The worst day of my life was on the 5th day of my daughter’s life…
First, I couldn’t be there…and that in and of itself was pure torture.
2nd, although I knew she needed this surgery, it still was really hard to accept that at 5 days old she was going to be undergoing a very serious and complex surgery.
The day before I had to sign consent to the surgery. A new pediatric cardiac surgeon at Vanderbilt explained the surgery, intially a bt shunt, but due to her arteries being ample size, they decided to go with the full repair. They would place a conduit and repair her VSD. The surgeon had a kind demeanor and answered all my questions.
I then signed the hardest signature I have ever had to sign. I was placing trust in them that they would be successful, and my ultimate trust was that God would give her strength and heal her heart.
That night I don’t think I slept that well. All I could think about was that Sajda had not even opened her eyes yet in her short life. She was so weak those first few days. She had purple hands and feet.
During the surgery they gave me frequent updates. When they took her back, when they put her on the heart lung machines, when they started, and all through out the procedure. I am grateful that they gave me those updates.
I was at home, and spent most of the time in bed, I think that was the only way I could handle not being at the hospital with her. I regret not trying to find someone to watch my son, but honestly I didn’t have the ability to really think it out cause I was just trying to hold it together, be strong for her, be strong for me, and still care for my other four children.
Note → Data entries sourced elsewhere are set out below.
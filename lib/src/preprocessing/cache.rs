//! On-disk memoization of preprocessing stage outputs.
//!
//! Entries live at `<dir>/<stage>/<key>.bin`, where `key` is the SHA-256 of the
//! stage identity (name and concrete type), its parameters and the input
//! dataset fingerprint. Stages that read reference files put a
//! [`content_fingerprint`] of them into their parameters. The total size
//! of all entries is kept under a byte ceiling by evicting the least recently
//! used entries first.
//!
//! Writes go to a temporary file that is renamed into place, so two runs that
//! compute the same key at the same time both leave a complete entry behind.

use crate::dataset::Dataset;
use crate::error::Result;
use lru::LruCache;
use parking_lot::Mutex;
use sha2::{Digest, Sha256};
use std::fs;
use std::io::ErrorKind;
use std::path::{Path, PathBuf};
use std::sync::atomic::{AtomicU64, Ordering};
use std::time::SystemTime;
use tracing::{debug, warn};

/// Default size ceiling: 2 GiB.
pub const DEFAULT_BYTES_LIMIT: u64 = 2 * 1024 * 1024 * 1024;

const ENTRY_EXT: &str = "bin";

/// Derives the cache key for running `stage` with `params` on `dataset`.
pub fn cache_key(stage: &str, params: &serde_json::Value, dataset: &Dataset) -> Result<String> {
    let mut hasher = Sha256::new();
    hasher.update(stage.as_bytes());
    hasher.update([0u8]);
    hasher.update(serde_json::to_vec(params)?);
    hasher.update([0u8]);
    hasher.update(dataset.fingerprint()?.as_bytes());
    Ok(format!("{:x}", hasher.finalize()))
}

/// Content fingerprint of a reference input, for use in stage parameters.
///
/// A file hashes its bytes. A directory hashes the names and bytes of its
/// top-level files in name order. An absent path fingerprints as `"absent"`,
/// leaving the stage to report the missing input when it runs.
pub fn content_fingerprint(path: &Path) -> String {
    let mut hasher = Sha256::new();
    match hash_path(path, &mut hasher) {
        Ok(()) => format!("{:x}", hasher.finalize()),
        Err(e) if e.kind() == ErrorKind::NotFound => "absent".to_string(),
        Err(e) => {
            warn!(path = %path.display(), error = %e, "cannot fingerprint reference input");
            // never matches a stored entry
            format!("unreadable:{:?}", SystemTime::now())
        }
    }
}

fn hash_path(path: &Path, hasher: &mut Sha256) -> std::io::Result<()> {
    if !path.is_dir() {
        hasher.update(fs::read(path)?);
        return Ok(());
    }
    let mut files = fs::read_dir(path)?
        .map(|entry| entry.map(|e| e.path()))
        .collect::<std::io::Result<Vec<PathBuf>>>()?;
    files.retain(|p| p.is_file());
    files.sort();
    for file in files {
        if let Some(name) = file.file_name() {
            hasher.update(name.to_string_lossy().as_bytes());
        }
        hasher.update([0u8]);
        hasher.update(fs::read(&file)?);
        hasher.update([0u8]);
    }
    Ok(())
}

fn stage_dir_name(stage: &str) -> String {
    stage
        .chars()
        .map(|c| if c.is_ascii_alphanumeric() || c == '-' { c } else { '_' })
        .collect()
}

#[derive(Clone, Debug)]
struct Entry {
    path: PathBuf,
    bytes: u64,
}

struct Index {
    entries: LruCache<String, Entry>,
    total_bytes: u64,
}

/// Hit/miss counters of a cache instance.
#[derive(Clone, Copy, Debug, Default, PartialEq, Eq)]
pub struct CacheStats {
    pub hits: u64,
    pub misses: u64,
    pub evictions: u64,
}

/// Bounded, content-addressed store of stage outputs.
pub struct PreprocessingCache {
    dir: PathBuf,
    bytes_limit: u64,
    index: Mutex<Index>,
    hits: AtomicU64,
    misses: AtomicU64,
    evictions: AtomicU64,
}

impl PreprocessingCache {
    /// Opens (creating if needed) a cache directory and indexes existing entries,
    /// oldest modification time first.
    pub fn open<P: AsRef<Path>>(dir: P, bytes_limit: u64) -> Result<Self> {
        let dir = dir.as_ref().to_path_buf();
        fs::create_dir_all(&dir)?;

        let mut found: Vec<(SystemTime, String, Entry)> = Vec::new();
        for stage_dir in fs::read_dir(&dir)? {
            let stage_dir = stage_dir?.path();
            if !stage_dir.is_dir() {
                continue;
            }
            for file in fs::read_dir(&stage_dir)? {
                let path = file?.path();
                if path.extension().and_then(|e| e.to_str()) != Some(ENTRY_EXT) {
                    continue;
                }
                let Some(key) = path.file_stem().and_then(|s| s.to_str()).map(str::to_string)
                else {
                    continue;
                };
                let meta = fs::metadata(&path)?;
                let modified = meta.modified().unwrap_or(SystemTime::UNIX_EPOCH);
                found.push((
                    modified,
                    key,
                    Entry {
                        path,
                        bytes: meta.len(),
                    },
                ));
            }
        }
        found.sort_by_key(|(modified, _, _)| *modified);

        let mut index = Index {
            entries: LruCache::unbounded(),
            total_bytes: 0,
        };
        for (_, key, entry) in found {
            index.total_bytes += entry.bytes;
            index.entries.push(key, entry);
        }

        let cache = Self {
            dir,
            bytes_limit,
            index: Mutex::new(index),
            hits: AtomicU64::new(0),
            misses: AtomicU64::new(0),
            evictions: AtomicU64::new(0),
        };
        cache.enforce_limit(&mut cache.index.lock());
        Ok(cache)
    }

    pub fn dir(&self) -> &Path {
        &self.dir
    }

    pub fn bytes_limit(&self) -> u64 {
        self.bytes_limit
    }

    fn entry_path(&self, stage: &str, key: &str) -> PathBuf {
        self.dir
            .join(stage_dir_name(stage))
            .join(format!("{}.{}", key, ENTRY_EXT))
    }

    /// Returns the stored output for `key`, or `None` on a miss.
    ///
    /// Unreadable or undecodable entries count as misses and are removed.
    pub fn get(&self, stage: &str, key: &str) -> Option<Dataset> {
        let mut index = self.index.lock();
        let path = match index.entries.get(key) {
            Some(entry) => entry.path.clone(),
            None => self.entry_path(stage, key),
        };

        let bytes = match fs::read(&path) {
            Ok(bytes) => bytes,
            Err(e) => {
                if e.kind() != ErrorKind::NotFound {
                    warn!(stage, key, error = %e, "cache entry unreadable");
                }
                self.forget(&mut index, key);
                self.misses.fetch_add(1, Ordering::Relaxed);
                return None;
            }
        };

        match Dataset::from_bytes(&bytes) {
            Ok(dataset) => {
                if index.entries.get(key).is_none() {
                    // Written by another run since this cache was opened.
                    index.total_bytes += bytes.len() as u64;
                    index.entries.push(
                        key.to_string(),
                        Entry {
                            path: path.clone(),
                            bytes: bytes.len() as u64,
                        },
                    );
                }
                touch(&path);
                self.hits.fetch_add(1, Ordering::Relaxed);
                debug!(stage, key, "cache hit");
                Some(dataset)
            }
            Err(e) => {
                warn!(stage, key, error = %e, "corrupt cache entry, discarding");
                self.forget(&mut index, key);
                let _ = fs::remove_file(&path);
                self.misses.fetch_add(1, Ordering::Relaxed);
                None
            }
        }
    }

    /// Stores `dataset` as the output for `key`, then evicts down to the ceiling.
    pub fn put(&self, stage: &str, key: &str, dataset: &Dataset) -> Result<()> {
        let bytes = dataset.to_bytes()?;
        let path = self.entry_path(stage, key);
        if let Some(parent) = path.parent() {
            fs::create_dir_all(parent)?;
        }

        let nanos = SystemTime::now()
            .duration_since(SystemTime::UNIX_EPOCH)
            .map(|d| d.as_nanos())
            .unwrap_or_default();
        let tmp = path.with_extension(format!("tmp-{}-{}", std::process::id(), nanos));
        fs::write(&tmp, &bytes)?;
        fs::rename(&tmp, &path)?;

        let mut index = self.index.lock();
        self.forget(&mut index, key);
        index.total_bytes += bytes.len() as u64;
        index.entries.push(
            key.to_string(),
            Entry {
                path,
                bytes: bytes.len() as u64,
            },
        );
        debug!(stage, key, bytes = bytes.len(), "cache store");
        self.enforce_limit(&mut index);
        Ok(())
    }

    fn forget(&self, index: &mut Index, key: &str) {
        if let Some(old) = index.entries.pop(key) {
            index.total_bytes = index.total_bytes.saturating_sub(old.bytes);
        }
    }

    fn enforce_limit(&self, index: &mut Index) {
        while index.total_bytes > self.bytes_limit {
            let Some((key, entry)) = index.entries.pop_lru() else {
                break;
            };
            index.total_bytes = index.total_bytes.saturating_sub(entry.bytes);
            if let Err(e) = fs::remove_file(&entry.path) {
                if e.kind() != ErrorKind::NotFound {
                    warn!(key, error = %e, "failed to remove evicted cache entry");
                }
            }
            self.evictions.fetch_add(1, Ordering::Relaxed);
            debug!(key, bytes = entry.bytes, "cache eviction");
        }
    }

    /// Removes every entry.
    pub fn clear(&self) -> Result<()> {
        let mut index = self.index.lock();
        while let Some((_, entry)) = index.entries.pop_lru() {
            match fs::remove_file(&entry.path) {
                Ok(()) => {}
                Err(e) if e.kind() == ErrorKind::NotFound => {}
                Err(e) => return Err(e.into()),
            }
        }
        index.total_bytes = 0;
        Ok(())
    }

    pub fn len(&self) -> usize {
        self.index.lock().entries.len()
    }

    pub fn is_empty(&self) -> bool {
        self.len() == 0
    }

    pub fn total_bytes(&self) -> u64 {
        self.index.lock().total_bytes
    }

    pub fn contains(&self, key: &str) -> bool {
        self.index.lock().entries.contains(key)
    }

    pub fn stats(&self) -> CacheStats {
        CacheStats {
            hits: self.hits.load(Ordering::Relaxed),
            misses: self.misses.load(Ordering::Relaxed),
            evictions: self.evictions.load(Ordering::Relaxed),
        }
    }
}

impl std::fmt::Debug for PreprocessingCache {
    fn fmt(&self, f: &mut std::fmt::Formatter<'_>) -> std::fmt::Result {
        f.debug_struct("PreprocessingCache")
            .field("dir", &self.dir)
            .field("bytes_limit", &self.bytes_limit)
            .finish()
    }
}

fn touch(path: &Path) {
    let _ = fs::File::options()
        .write(true)
        .open(path)
        .and_then(|f| f.set_modified(SystemTime::now()));
}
Finally after hours, I think a total of 5-6 they were done. They were really happy with how the surgery had went and she was doing good by all accounts. I could not wait to go see her. I called my husband and asked him to pick me and our youngest son to the hospital. He picked us up and dropped us off, but due to work he couldn’t stay. We waited for what seemed forever and finally they let us come back and see her.
When I first saw her, I almost didn’t recognize her if it wasn’t for her Mohawk hair LOL. She was so swollen from her head to her toes. She had so many wires and tubes. Her chest had been cut open and closed. Her skin was yellow tinted and looked drained of life. It was hard not to be disturbed by her state even though she was doing well. I tried to be brave even then, but it was hard to see. Yet for me there was no other place I would rather be than with her.
For her daddy, it was too hard to see. Everyday I would go see her but he couldn’t bring himself to see her like that. I think that he knew I was looking out for her for one. I was almost mad at him, but then I asked him about it. He almost in tears talked about how hard it was to think about his new daughter going thru this, barely hanging onto life, not yet opening her eyes. He wanted to see her, but preferred to wait till she was extubated and breathing on her own again. So I went alone and spent time with her because it helped me to do that. And everyday she improved little by little.
Every night before bed I would call the nurses to check on her. Then whenever I woke up in the early hours of the morning I would call again. And later in the morning, usually after taking the boys to school, I would go to visit her for an hour, pump some milk to deliver to them and also eat my breakfast with her.
And then finally she saw daddy. And I think it was love at first sight. She stole his heart that day.